:: Activity ::
Copy out every line holding the string "BandAnalysisDriver" from the records below.

*** Opening Material for the task ***

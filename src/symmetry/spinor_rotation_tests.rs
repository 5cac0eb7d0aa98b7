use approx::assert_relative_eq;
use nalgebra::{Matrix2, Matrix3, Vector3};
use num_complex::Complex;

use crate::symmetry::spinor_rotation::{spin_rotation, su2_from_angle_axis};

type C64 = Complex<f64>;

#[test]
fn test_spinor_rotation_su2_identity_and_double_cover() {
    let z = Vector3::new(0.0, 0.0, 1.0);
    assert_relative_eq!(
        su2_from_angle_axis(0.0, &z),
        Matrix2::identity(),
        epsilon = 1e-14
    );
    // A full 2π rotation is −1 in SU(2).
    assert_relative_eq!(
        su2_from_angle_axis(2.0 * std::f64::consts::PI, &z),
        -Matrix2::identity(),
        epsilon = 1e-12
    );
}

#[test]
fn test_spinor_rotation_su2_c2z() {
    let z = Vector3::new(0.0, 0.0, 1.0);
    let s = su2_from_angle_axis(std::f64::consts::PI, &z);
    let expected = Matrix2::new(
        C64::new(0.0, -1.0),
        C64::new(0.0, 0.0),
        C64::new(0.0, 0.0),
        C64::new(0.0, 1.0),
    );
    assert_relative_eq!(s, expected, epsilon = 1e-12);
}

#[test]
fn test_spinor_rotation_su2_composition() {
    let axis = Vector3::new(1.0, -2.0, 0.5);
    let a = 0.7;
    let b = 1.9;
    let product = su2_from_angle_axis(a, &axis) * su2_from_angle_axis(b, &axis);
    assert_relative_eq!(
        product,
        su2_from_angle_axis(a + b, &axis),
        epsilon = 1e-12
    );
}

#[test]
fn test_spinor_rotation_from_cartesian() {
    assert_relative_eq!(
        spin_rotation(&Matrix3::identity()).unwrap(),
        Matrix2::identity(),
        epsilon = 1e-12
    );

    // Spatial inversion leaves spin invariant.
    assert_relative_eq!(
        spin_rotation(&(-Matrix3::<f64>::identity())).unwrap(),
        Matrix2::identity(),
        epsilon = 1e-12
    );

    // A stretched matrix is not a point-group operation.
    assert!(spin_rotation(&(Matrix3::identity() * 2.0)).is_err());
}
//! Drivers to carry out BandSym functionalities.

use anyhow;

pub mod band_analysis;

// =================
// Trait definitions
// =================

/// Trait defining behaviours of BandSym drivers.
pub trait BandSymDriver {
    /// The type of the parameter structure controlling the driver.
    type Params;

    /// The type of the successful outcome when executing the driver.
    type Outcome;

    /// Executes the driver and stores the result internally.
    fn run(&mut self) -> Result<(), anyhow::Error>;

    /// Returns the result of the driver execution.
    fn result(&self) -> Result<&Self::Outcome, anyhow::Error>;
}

*** Closing Material for the task ***
*** Opening Material for the task ***

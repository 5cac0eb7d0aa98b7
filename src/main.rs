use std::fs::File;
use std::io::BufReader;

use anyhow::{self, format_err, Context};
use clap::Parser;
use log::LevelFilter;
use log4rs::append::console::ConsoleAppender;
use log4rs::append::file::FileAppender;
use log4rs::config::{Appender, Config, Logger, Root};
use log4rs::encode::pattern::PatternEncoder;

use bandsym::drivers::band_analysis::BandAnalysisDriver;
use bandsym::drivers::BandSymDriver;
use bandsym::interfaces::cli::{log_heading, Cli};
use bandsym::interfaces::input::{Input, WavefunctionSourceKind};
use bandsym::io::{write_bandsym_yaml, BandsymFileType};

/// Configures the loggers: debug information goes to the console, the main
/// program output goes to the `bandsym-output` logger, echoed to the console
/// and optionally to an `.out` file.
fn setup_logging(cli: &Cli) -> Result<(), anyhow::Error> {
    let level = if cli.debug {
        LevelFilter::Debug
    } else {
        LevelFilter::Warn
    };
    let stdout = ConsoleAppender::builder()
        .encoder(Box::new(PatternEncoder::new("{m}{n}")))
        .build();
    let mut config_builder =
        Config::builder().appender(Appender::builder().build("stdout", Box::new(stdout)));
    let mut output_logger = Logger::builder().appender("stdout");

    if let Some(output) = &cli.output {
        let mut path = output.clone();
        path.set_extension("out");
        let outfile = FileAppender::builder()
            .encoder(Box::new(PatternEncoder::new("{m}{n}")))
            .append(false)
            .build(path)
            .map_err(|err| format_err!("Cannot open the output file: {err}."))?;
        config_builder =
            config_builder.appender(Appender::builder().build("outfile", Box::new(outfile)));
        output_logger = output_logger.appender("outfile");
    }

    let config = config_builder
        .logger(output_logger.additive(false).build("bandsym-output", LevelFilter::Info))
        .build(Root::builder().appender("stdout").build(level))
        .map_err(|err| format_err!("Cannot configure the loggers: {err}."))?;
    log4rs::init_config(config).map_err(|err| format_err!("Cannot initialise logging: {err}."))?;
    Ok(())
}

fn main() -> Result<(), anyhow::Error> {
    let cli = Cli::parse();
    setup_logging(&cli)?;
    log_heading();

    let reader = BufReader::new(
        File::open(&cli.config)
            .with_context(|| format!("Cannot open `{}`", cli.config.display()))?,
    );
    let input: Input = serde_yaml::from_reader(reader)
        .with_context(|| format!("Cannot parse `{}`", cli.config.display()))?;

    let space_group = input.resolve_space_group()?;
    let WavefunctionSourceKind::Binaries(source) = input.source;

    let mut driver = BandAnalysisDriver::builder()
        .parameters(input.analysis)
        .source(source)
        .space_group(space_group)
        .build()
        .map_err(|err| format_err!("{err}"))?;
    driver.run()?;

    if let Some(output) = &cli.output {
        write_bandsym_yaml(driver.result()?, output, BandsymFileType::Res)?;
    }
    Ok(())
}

*** Closing Material for the task ***
*** Opening Material for the task ***

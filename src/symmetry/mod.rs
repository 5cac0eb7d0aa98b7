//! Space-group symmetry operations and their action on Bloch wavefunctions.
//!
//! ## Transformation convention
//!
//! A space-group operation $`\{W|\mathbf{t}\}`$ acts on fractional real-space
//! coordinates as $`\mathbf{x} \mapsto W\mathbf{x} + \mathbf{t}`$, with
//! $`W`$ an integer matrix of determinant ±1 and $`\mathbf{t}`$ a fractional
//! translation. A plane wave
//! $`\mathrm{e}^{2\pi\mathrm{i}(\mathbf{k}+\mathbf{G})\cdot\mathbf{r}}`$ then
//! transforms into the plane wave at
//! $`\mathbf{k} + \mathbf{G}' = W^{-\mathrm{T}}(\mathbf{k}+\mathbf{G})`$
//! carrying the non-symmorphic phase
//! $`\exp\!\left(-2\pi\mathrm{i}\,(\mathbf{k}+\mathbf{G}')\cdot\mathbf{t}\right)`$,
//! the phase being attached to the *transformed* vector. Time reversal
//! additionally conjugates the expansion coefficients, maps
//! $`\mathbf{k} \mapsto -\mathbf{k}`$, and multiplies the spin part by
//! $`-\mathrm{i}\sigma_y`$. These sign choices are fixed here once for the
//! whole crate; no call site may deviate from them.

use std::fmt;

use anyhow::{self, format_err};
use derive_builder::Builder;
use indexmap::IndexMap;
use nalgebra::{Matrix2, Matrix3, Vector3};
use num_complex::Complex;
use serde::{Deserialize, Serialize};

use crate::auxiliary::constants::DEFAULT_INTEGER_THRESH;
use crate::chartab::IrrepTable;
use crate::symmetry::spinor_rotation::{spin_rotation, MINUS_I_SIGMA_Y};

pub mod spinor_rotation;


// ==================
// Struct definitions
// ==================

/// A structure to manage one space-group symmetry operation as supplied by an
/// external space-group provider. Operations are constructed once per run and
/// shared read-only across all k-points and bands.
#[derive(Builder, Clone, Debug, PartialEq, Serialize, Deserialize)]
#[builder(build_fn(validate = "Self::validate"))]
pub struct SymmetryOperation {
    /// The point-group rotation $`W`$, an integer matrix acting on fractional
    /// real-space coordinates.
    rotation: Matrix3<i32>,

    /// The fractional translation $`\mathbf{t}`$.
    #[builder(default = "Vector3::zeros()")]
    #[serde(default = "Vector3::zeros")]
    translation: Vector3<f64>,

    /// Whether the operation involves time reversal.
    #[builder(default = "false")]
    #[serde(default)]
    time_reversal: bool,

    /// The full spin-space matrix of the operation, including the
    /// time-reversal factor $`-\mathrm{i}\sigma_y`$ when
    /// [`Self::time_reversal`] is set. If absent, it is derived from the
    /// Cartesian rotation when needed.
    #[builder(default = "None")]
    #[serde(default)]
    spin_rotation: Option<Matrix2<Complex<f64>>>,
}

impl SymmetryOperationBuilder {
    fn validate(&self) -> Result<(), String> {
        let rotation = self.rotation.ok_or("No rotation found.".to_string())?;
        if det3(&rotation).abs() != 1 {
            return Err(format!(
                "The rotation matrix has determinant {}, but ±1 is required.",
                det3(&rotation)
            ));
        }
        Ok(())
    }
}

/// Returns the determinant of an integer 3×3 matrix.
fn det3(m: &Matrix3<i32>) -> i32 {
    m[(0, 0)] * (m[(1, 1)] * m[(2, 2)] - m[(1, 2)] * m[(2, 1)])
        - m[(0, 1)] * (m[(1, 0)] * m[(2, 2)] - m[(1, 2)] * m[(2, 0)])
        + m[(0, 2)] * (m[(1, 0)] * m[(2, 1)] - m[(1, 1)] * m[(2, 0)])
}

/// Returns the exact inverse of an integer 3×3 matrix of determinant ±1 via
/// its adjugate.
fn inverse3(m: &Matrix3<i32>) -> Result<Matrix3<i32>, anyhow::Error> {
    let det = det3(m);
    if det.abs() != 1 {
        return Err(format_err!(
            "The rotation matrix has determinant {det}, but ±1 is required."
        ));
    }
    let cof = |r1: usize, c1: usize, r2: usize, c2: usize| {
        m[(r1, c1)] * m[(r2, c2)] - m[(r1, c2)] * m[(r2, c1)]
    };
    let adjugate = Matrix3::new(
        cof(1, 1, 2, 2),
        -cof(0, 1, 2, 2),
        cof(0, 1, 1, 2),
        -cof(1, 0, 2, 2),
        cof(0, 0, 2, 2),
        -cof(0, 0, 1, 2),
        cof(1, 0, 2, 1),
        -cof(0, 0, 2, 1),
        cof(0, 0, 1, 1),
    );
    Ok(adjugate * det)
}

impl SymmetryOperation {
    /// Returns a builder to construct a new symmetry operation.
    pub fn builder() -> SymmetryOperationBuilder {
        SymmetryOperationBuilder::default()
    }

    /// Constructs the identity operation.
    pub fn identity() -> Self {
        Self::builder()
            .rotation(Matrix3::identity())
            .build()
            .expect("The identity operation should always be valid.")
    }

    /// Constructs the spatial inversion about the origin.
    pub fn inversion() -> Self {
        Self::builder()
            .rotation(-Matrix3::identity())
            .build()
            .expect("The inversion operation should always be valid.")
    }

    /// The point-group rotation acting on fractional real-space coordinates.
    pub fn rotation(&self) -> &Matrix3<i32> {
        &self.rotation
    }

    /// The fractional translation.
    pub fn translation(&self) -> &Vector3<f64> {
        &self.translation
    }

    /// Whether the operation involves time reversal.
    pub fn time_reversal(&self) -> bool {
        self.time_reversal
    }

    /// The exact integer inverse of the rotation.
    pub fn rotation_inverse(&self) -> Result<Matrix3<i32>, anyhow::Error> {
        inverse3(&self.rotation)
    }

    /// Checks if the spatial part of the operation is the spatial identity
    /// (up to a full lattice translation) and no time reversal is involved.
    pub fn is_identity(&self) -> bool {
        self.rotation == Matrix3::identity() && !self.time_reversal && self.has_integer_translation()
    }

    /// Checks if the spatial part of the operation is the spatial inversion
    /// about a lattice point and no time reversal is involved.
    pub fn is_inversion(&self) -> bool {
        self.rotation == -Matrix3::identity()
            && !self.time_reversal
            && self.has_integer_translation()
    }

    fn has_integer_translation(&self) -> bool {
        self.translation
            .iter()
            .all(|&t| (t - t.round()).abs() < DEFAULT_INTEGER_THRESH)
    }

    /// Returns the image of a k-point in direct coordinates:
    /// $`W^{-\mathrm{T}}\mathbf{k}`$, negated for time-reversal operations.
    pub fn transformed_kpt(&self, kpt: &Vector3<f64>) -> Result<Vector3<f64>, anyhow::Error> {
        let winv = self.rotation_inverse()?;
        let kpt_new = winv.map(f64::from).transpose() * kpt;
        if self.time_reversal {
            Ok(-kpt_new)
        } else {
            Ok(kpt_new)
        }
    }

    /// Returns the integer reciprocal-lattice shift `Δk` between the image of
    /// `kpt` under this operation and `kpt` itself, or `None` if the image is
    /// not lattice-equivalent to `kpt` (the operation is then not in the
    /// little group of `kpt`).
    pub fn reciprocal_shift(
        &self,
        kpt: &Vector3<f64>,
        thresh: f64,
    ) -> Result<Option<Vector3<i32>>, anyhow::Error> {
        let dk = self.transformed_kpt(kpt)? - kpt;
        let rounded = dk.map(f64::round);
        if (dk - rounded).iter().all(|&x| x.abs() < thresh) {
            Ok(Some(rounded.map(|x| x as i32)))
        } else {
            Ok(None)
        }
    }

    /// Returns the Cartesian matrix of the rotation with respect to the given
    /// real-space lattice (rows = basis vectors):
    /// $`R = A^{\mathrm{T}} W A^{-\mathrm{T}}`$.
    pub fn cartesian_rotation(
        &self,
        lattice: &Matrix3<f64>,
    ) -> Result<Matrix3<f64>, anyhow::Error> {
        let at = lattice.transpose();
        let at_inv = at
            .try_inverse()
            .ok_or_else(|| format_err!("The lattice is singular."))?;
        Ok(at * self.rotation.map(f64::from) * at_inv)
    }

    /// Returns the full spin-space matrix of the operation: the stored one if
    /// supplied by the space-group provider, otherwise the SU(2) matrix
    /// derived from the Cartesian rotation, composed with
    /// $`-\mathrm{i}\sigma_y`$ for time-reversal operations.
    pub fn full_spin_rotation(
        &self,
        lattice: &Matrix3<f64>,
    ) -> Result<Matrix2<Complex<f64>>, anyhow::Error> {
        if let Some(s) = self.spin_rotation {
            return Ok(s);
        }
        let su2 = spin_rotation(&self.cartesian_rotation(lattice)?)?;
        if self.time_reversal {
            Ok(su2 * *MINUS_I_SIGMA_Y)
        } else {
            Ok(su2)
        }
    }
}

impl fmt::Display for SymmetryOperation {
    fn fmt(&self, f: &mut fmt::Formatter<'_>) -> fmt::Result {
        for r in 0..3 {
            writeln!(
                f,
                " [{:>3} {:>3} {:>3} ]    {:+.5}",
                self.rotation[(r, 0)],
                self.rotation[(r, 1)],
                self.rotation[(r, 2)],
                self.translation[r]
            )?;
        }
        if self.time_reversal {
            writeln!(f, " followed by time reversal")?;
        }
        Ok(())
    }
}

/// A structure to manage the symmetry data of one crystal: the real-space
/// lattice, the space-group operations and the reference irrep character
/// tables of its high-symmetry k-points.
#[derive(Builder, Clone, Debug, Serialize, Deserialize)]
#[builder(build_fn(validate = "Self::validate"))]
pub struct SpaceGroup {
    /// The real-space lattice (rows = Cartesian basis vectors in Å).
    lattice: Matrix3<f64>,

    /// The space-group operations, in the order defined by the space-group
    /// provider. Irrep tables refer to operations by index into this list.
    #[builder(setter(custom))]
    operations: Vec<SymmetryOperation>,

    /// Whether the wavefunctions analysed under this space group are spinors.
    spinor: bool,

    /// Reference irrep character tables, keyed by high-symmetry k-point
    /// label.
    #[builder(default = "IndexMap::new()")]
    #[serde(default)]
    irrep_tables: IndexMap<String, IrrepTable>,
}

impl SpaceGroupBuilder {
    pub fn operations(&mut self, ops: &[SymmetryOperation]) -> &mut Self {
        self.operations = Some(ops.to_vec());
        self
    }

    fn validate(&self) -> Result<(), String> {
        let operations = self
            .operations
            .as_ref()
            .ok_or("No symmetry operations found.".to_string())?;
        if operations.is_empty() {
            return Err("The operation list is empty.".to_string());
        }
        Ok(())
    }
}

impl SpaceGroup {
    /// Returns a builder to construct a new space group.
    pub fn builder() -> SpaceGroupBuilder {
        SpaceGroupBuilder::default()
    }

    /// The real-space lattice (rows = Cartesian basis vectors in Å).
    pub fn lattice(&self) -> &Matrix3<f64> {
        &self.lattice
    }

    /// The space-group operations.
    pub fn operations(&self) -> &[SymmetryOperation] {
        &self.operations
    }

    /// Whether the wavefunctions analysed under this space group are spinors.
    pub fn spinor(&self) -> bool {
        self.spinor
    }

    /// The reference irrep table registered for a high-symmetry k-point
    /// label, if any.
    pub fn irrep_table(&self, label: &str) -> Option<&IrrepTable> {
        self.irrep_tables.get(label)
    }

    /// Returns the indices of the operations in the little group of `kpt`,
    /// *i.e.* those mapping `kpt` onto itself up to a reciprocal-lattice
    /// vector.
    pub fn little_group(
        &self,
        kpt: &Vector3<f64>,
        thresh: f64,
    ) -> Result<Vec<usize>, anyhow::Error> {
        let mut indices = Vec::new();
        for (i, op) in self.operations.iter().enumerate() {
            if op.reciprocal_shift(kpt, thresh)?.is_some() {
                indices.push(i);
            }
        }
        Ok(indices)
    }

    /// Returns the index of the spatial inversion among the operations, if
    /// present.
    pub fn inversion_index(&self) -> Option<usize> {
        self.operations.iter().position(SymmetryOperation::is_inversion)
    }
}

*** Closing Material for the task ***

:: Reply ::
use bandsym::drivers::band_analysis::BandAnalysisDriver;
    let mut driver = BandAnalysisDriver::builder()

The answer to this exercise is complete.